Interval walking speeds up metabolism, which burns fat faster. Especially a difference can be seen in the fat of the stomach and thighs.

 

doesn't feel tired

The fatigue that is caused by walking fast for 30 minutes continuously does not occur in this technique because in it rest and active movement remain in balance.

 

Blood Sugar Control

This technique is a boon for diabetic people. This keeps the blood sugar level under control.

 

Less pressure on joints

When the speed is changed instead of walking at a constant speed, there is not much pressure on the knees and ankles.

 

The mood improves

This walking has an effect similar to meditation, because during this the body remains active and the mind also remains calm.

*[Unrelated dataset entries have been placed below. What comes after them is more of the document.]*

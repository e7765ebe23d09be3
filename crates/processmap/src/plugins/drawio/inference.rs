//! Type inference from draw.io style strings
//!
//! draw.io cells carry no semantic type, only a style. These functions map a
//! raw style to a shape family and an element kind. Checks run in a fixed
//! order and the first match wins; changing the order changes results.

use crate::core::style::{has_arrow_end, style_value};
use crate::core::{Anchor, ConnectionStyle, ElementKind, ShapeKind};

/// Fill of a base value-chain process
pub const BASE_VAD_FILL: &str = "#B9E0A5";
/// Fill of a detail value-chain process (one digit away from the base fill)
pub const DETAIL_VAD_FILL: &str = "#B9E0A6";
/// Fill of an external value-chain process
pub const EXTERN_VAD_FILL: &str = "#D4E1F5";
/// Fill of an EPC event
pub const EPC_EVENT_FILL: &str = "#ffe6cc";
/// Fill of an EPC organizational unit
pub const ORG_UNIT_FILL: &str = "#e1d5e7";

/// Stencil name of the value-chain chevron
pub const CHEVRON_SHAPE: &str = "mxgraph.arrows2.arrow";

/// Shape family of a style, first match wins:
/// chevron, hexagon, rhombus, ellipse, note, otherwise rectangle
pub fn style_to_shape_kind(style: &str) -> ShapeKind {
    if style.contains(CHEVRON_SHAPE) {
        ShapeKind::Chevron
    } else if style.contains("hexagon") {
        ShapeKind::Hexagon
    } else if style.contains("rhombus") {
        ShapeKind::Rhombus
    } else if style.contains("ellipse") {
        ShapeKind::Ellipse
    } else if style.contains("note") {
        ShapeKind::Note
    } else {
        ShapeKind::Rectangle
    }
}

/// `fillColor` of a style, if any
pub fn fill_color(style: &str) -> Option<&str> {
    style_value(style, "fillColor")
}

fn fill_is(style: &str, color: &str) -> bool {
    fill_color(style).is_some_and(|fill| fill.eq_ignore_ascii_case(color))
}

/// Value-chain process subtype for a fill colour
///
/// Colours must match exactly (ASCII case aside).
pub fn vad_kind_for_fill(style: &str) -> Option<ElementKind> {
    if fill_is(style, BASE_VAD_FILL) {
        Some(ElementKind::BaseVad)
    } else if fill_is(style, DETAIL_VAD_FILL) {
        Some(ElementKind::DetailVad)
    } else if fill_is(style, EXTERN_VAD_FILL) {
        Some(ElementKind::ExternVad)
    } else {
        None
    }
}

/// Whether the fill is one of the three value-chain process colours
pub fn has_vad_fill(style: &str) -> bool {
    vad_kind_for_fill(style).is_some()
}

/// Whether the fill is the EPC event colour
pub fn has_event_fill(style: &str) -> bool {
    fill_is(style, EPC_EVENT_FILL)
}

/// An edge flag or an `endArrow` key makes a cell an edge
pub fn is_edge_style(edge_flag: bool, style: &str) -> bool {
    edge_flag || has_arrow_end(style)
}

/// Semantic kind of a cell
pub fn infer_element_kind(style: &str, edge_flag: bool) -> ElementKind {
    if is_edge_style(edge_flag, style) {
        return ElementKind::HasNext;
    }

    match style_to_shape_kind(style) {
        ShapeKind::Chevron => vad_kind_for_fill(style).unwrap_or(ElementKind::BaseVad),
        ShapeKind::Hexagon => ElementKind::Event,
        ShapeKind::Rhombus => ElementKind::Connector,
        ShapeKind::Ellipse => {
            if fill_is(style, ORG_UNIT_FILL) {
                ElementKind::OrgUnit
            } else {
                ElementKind::Person
            }
        }
        ShapeKind::Note => vad_kind_for_fill(style).unwrap_or(ElementKind::Note),
        ShapeKind::Rectangle => vad_kind_for_fill(style).unwrap_or_else(|| {
            if style.contains("rectangle") {
                ElementKind::Function
            } else {
                ElementKind::Shape
            }
        }),
    }
}

/// Connection style and anchors of an edge cell
///
/// Exit/entry constraints that are not one of the four side midpoints fall
/// back to right (source) and left (target).
pub fn connection_style(style: &str) -> (ConnectionStyle, Anchor, Anchor) {
    let defaults = ConnectionStyle::default();
    let connection_style = ConnectionStyle {
        stroke_color: style_value(style, "strokeColor")
            .filter(|c| !c.is_empty())
            .map(str::to_string)
            .unwrap_or(defaults.stroke_color),
        stroke_width: style_value(style, "strokeWidth")
            .and_then(|w| w.parse::<f64>().ok())
            .filter(|w| w.is_finite() && *w >= 0.0)
            .unwrap_or(defaults.stroke_width),
        dashed: style_value(style, "dashed") == Some("1"),
        has_arrow: style_value(style, "endArrow") != Some("none"),
    };

    let source = anchor_from(style, "exitX", "exitY").unwrap_or(Anchor::Right);
    let target = anchor_from(style, "entryX", "entryY").unwrap_or(Anchor::Left);
    (connection_style, source, target)
}

fn anchor_from(style: &str, x_key: &str, y_key: &str) -> Option<Anchor> {
    let x = style_value(style, x_key)?.parse::<f64>().ok()?;
    let y = style_value(style, y_key)?.parse::<f64>().ok()?;
    Anchor::from_constraint(x, y)
}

It provides relief from depression and anxiety .

 

How to include it in your routine?

  • If you do not have 30 minutes in the morning, then divide this walk into two parts during the day, i.e. 15-15 minutes.
  • Even during office breaks, you can walk in 3-3 minute segments.
  • Use the stairs instead of the elevator, but in the same interval pattern.

Let us tell you, it is not necessary that you become fit in a single day, but if you adopt this walking technique daily, then within a week you will start feeling the difference. The body will feel light, the mind will be happy and the energy will remain throughout the day.